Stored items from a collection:
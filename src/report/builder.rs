//! Depth-first assembly of the report tree.
//!
//! The walk visits modules in source order and, inside each module, exported types sorted by
//! full name. Each type contributes its exported fields sorted by name, then its exported
//! methods sorted by name; parameters keep declaration order. All sorting is ordinal and
//! stable, so the tree depends only on the metadata graph and the namespace constraint, never
//! on the order in which the source enumerates it.

use crate::{
    filter::ExportFilter,
    metadata::{FieldMetadata, MetadataSource, MethodMetadata, ModuleMetadata, TypeMetadata},
    naming::simplify,
    report::{ReportNode, ASSEMBLY_TAG, FIELD_TAG, METHOD_TAG, PARAMETER_TAG, TYPE_TAG},
    runlog::EventLog,
    Result,
};

/// Builds a [`ReportNode`] tree from a metadata source.
///
/// # Examples
///
/// ```rust
/// use asminspect::{
///     filter::ExportFilter,
///     metadata::{AssemblyMetadata, ModuleMetadata, TypeMetadata, Visibility},
///     report::ReportBuilder,
///     runlog::MemoryLog,
/// };
///
/// let assembly = AssemblyMetadata::new("Game").with_module(
///     ModuleMetadata::new("Game.dll")
///         .with_type(TypeMetadata::new("Game", "Player", Visibility::Public)),
/// );
///
/// let mut log = MemoryLog::new();
/// let report = ReportBuilder::new(ExportFilter::new(None), &mut log)
///     .build(&assembly)
///     .unwrap();
///
/// assert_eq!(report.attribute("Name"), Some("Game"));
/// assert_eq!(report.children()[0].attribute("FullName"), Some("Game.Player"));
/// ```
pub struct ReportBuilder<'a> {
    filter: ExportFilter<'a>,
    log: &'a mut dyn EventLog,
}

impl<'a> ReportBuilder<'a> {
    /// Create a builder that reports progress to `log`.
    pub fn new(filter: ExportFilter<'a>, log: &'a mut dyn EventLog) -> Self {
        ReportBuilder { filter, log }
    }

    /// Walk `source` and return the finished tree.
    ///
    /// # Errors
    /// Propagates errors from the metadata source and from the event log.
    pub fn build<S: MetadataSource + ?Sized>(mut self, source: &S) -> Result<ReportNode> {
        let mut root =
            ReportNode::new(ASSEMBLY_TAG).with_attribute("Name", source.assembly_name()?);

        for module in source.modules()? {
            let types = self.module(&module)?;
            root = root.with_children(types);
        }

        Ok(root)
    }

    fn module(&mut self, module: &ModuleMetadata) -> Result<Vec<ReportNode>> {
        self.log.info(&format!("Processing module: {}", module.name))?;

        let filter = self.filter;
        let mut exported: Vec<(String, &TypeMetadata)> = module
            .types
            .iter()
            .filter(|t| {
                let keep = filter.is_exported_type(t);
                if !keep {
                    log::debug!("skipping type {}", t.full_name());
                }
                keep
            })
            .map(|t| (t.full_name(), t))
            .collect();
        exported.sort_by(|(a, _), (b, _)| a.cmp(b));

        exported
            .into_iter()
            .map(|(full_name, type_metadata)| self.type_node(full_name, type_metadata))
            .collect()
    }

    fn type_node(&mut self, full_name: String, type_metadata: &TypeMetadata) -> Result<ReportNode> {
        self.log.info(&format!("Processing type: {full_name}"))?;

        let mut node = ReportNode::new(TYPE_TAG)
            .with_attribute("Namespace", type_metadata.namespace.as_str())
            .with_attribute("FullName", full_name);

        let mut fields: Vec<&FieldMetadata> = type_metadata
            .fields
            .iter()
            .filter(|f| self.filter.is_exported_field(f))
            .collect();
        fields.sort_by(|a, b| a.name.cmp(&b.name));

        for field in fields {
            self.log.info(&format!("Found public field: {}", field.name))?;
            node = node.with_child(
                ReportNode::new(FIELD_TAG)
                    .with_attribute("Name", field.name.as_str())
                    .with_attribute("Type", simplify(&field.type_name)),
            );
        }

        let mut methods: Vec<&MethodMetadata> = type_metadata
            .methods
            .iter()
            .filter(|m| self.filter.is_exported_method(m))
            .collect();
        methods.sort_by(|a, b| a.name.cmp(&b.name));

        for method in methods {
            self.log.info(&format!("Found public method: {}", method.name))?;
            node = node.with_child(method_node(method));
        }

        Ok(node)
    }
}

fn method_node(method: &MethodMetadata) -> ReportNode {
    ReportNode::new(METHOD_TAG)
        .with_attribute("Name", method.name.as_str())
        .with_attribute("ReturnType", simplify(&method.return_type))
        .with_children(method.parameters.iter().map(|parameter| {
            ReportNode::new(PARAMETER_TAG)
                .with_attribute("Name", parameter.name.as_str())
                .with_attribute("Type", simplify(&parameter.type_name))
        }))
}

#[cfg(test)]
mod tests {
    use super::*;
    use crate::{
        metadata::{AccessorKind, AssemblyMetadata, ParameterMetadata, Visibility},
        runlog::MemoryLog,
    };

    fn sample() -> AssemblyMetadata {
        let player = TypeMetadata::new("Game", "Player", Visibility::Public)
            .with_field(FieldMetadata::new("speed", "System.Single", Visibility::Public))
            .with_field(FieldMetadata::new("Health", "System.Int32", Visibility::Public))
            .with_field(FieldMetadata::new(
                "<Name>k__BackingField",
                "System.String",
                Visibility::Private,
            ))
            .with_method(
                MethodMetadata::new("Move", "System.Void", Visibility::Public)
                    .with_parameter(ParameterMetadata::new("z", "System.Single"))
                    .with_parameter(ParameterMetadata::new("a", "System.Single")),
            )
            .with_method(MethodMetadata::new(
                "Attack",
                "System.Boolean",
                Visibility::Public,
            ))
            .with_method(
                MethodMetadata::new("get_Name", "System.String", Visibility::Public)
                    .with_accessor(AccessorKind::Getter),
            );

        AssemblyMetadata::new("Game").with_module(
            ModuleMetadata::new("Game.dll")
                .with_type(TypeMetadata::new("Game", "Zombie", Visibility::Public))
                .with_type(player)
                .with_type(TypeMetadata::new("", "<Module>", Visibility::Internal))
                .with_type(TypeMetadata::new("Game", "Hidden", Visibility::Internal)),
        )
    }

    #[test]
    fn builds_sorted_tree() {
        let mut log = MemoryLog::new();
        let report = ReportBuilder::new(ExportFilter::new(None), &mut log)
            .build(&sample())
            .unwrap();

        assert_eq!(report.tag(), ASSEMBLY_TAG);
        assert_eq!(report.attribute("Name"), Some("Game"));

        let types: Vec<_> = report
            .children()
            .iter()
            .filter_map(|t| t.attribute("FullName"))
            .collect();
        assert_eq!(types, ["Game.Player", "Game.Zombie"]);

        let player = &report.children()[0];
        assert_eq!(player.attribute("Namespace"), Some("Game"));

        let members: Vec<_> = player
            .children()
            .iter()
            .map(|c| (c.tag(), c.attribute("Name").unwrap()))
            .collect();
        // Ordinal order puts upper case first
        assert_eq!(
            members,
            [
                (FIELD_TAG, "Health"),
                (FIELD_TAG, "speed"),
                (METHOD_TAG, "Attack"),
                (METHOD_TAG, "Move"),
            ]
        );

        let health = &player.children()[0];
        assert_eq!(health.attribute("Type"), Some("Int32"));

        let movement = &player.children()[3];
        assert_eq!(movement.attribute("ReturnType"), Some("Void"));
        let params: Vec<_> = movement
            .children_tagged(PARAMETER_TAG)
            .map(|p| (p.attribute("Name").unwrap(), p.attribute("Type").unwrap()))
            .collect();
        assert_eq!(params, [("z", "Single"), ("a", "Single")]);
    }

    #[test]
    fn records_progress_events() {
        let mut log = MemoryLog::new();
        ReportBuilder::new(ExportFilter::new(None), &mut log)
            .build(&sample())
            .unwrap();

        let messages: Vec<_> = log.messages().collect();
        assert_eq!(
            messages,
            [
                "Processing module: Game.dll",
                "Processing type: Game.Player",
                "Found public field: Health",
                "Found public field: speed",
                "Found public method: Attack",
                "Found public method: Move",
                "Processing type: Game.Zombie",
            ]
        );
    }

    #[test]
    fn namespace_constraint_without_match() {
        let mut log = MemoryLog::new();
        let report = ReportBuilder::new(ExportFilter::new(Some("Foo.Bar")), &mut log)
            .build(&sample())
            .unwrap();

        assert_eq!(report.attribute("Name"), Some("Game"));
        assert!(report.children().is_empty());
    }

    #[test]
    fn modules_are_walked_in_order() {
        let assembly = AssemblyMetadata::new("Multi")
            .with_module(
                ModuleMetadata::new("Second.netmodule")
                    .with_type(TypeMetadata::new("B", "Beta", Visibility::Public)),
            )
            .with_module(
                ModuleMetadata::new("First.netmodule")
                    .with_type(TypeMetadata::new("A", "Alpha", Visibility::Public)),
            );

        let mut log = MemoryLog::new();
        let report = ReportBuilder::new(ExportFilter::new(None), &mut log)
            .build(&assembly)
            .unwrap();

        let types: Vec<_> = report
            .children()
            .iter()
            .filter_map(|t| t.attribute("FullName"))
            .collect();
        assert_eq!(types, ["B.Beta", "A.Alpha"]);
    }

    #[test]
    fn global_namespace_is_an_empty_attribute() {
        let assembly = AssemblyMetadata::new("Tool").with_module(
            ModuleMetadata::new("Tool.dll")
                .with_type(TypeMetadata::new("", "Program", Visibility::Public)),
        );

        let mut log = MemoryLog::new();
        let report = ReportBuilder::new(ExportFilter::new(None), &mut log)
            .build(&assembly)
            .unwrap();

        let program = &report.children()[0];
        assert_eq!(program.attribute("Namespace"), Some(""));
        assert_eq!(program.attribute("FullName"), Some("Program"));
    }
}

*What is expected*. Filter the lines above so that only those with the string "params" remain, then copy them.

*Written reply*.
        let params: Vec<_> = movement
        assert_eq!(params, [("z", "Single"), ("a", "Single")]);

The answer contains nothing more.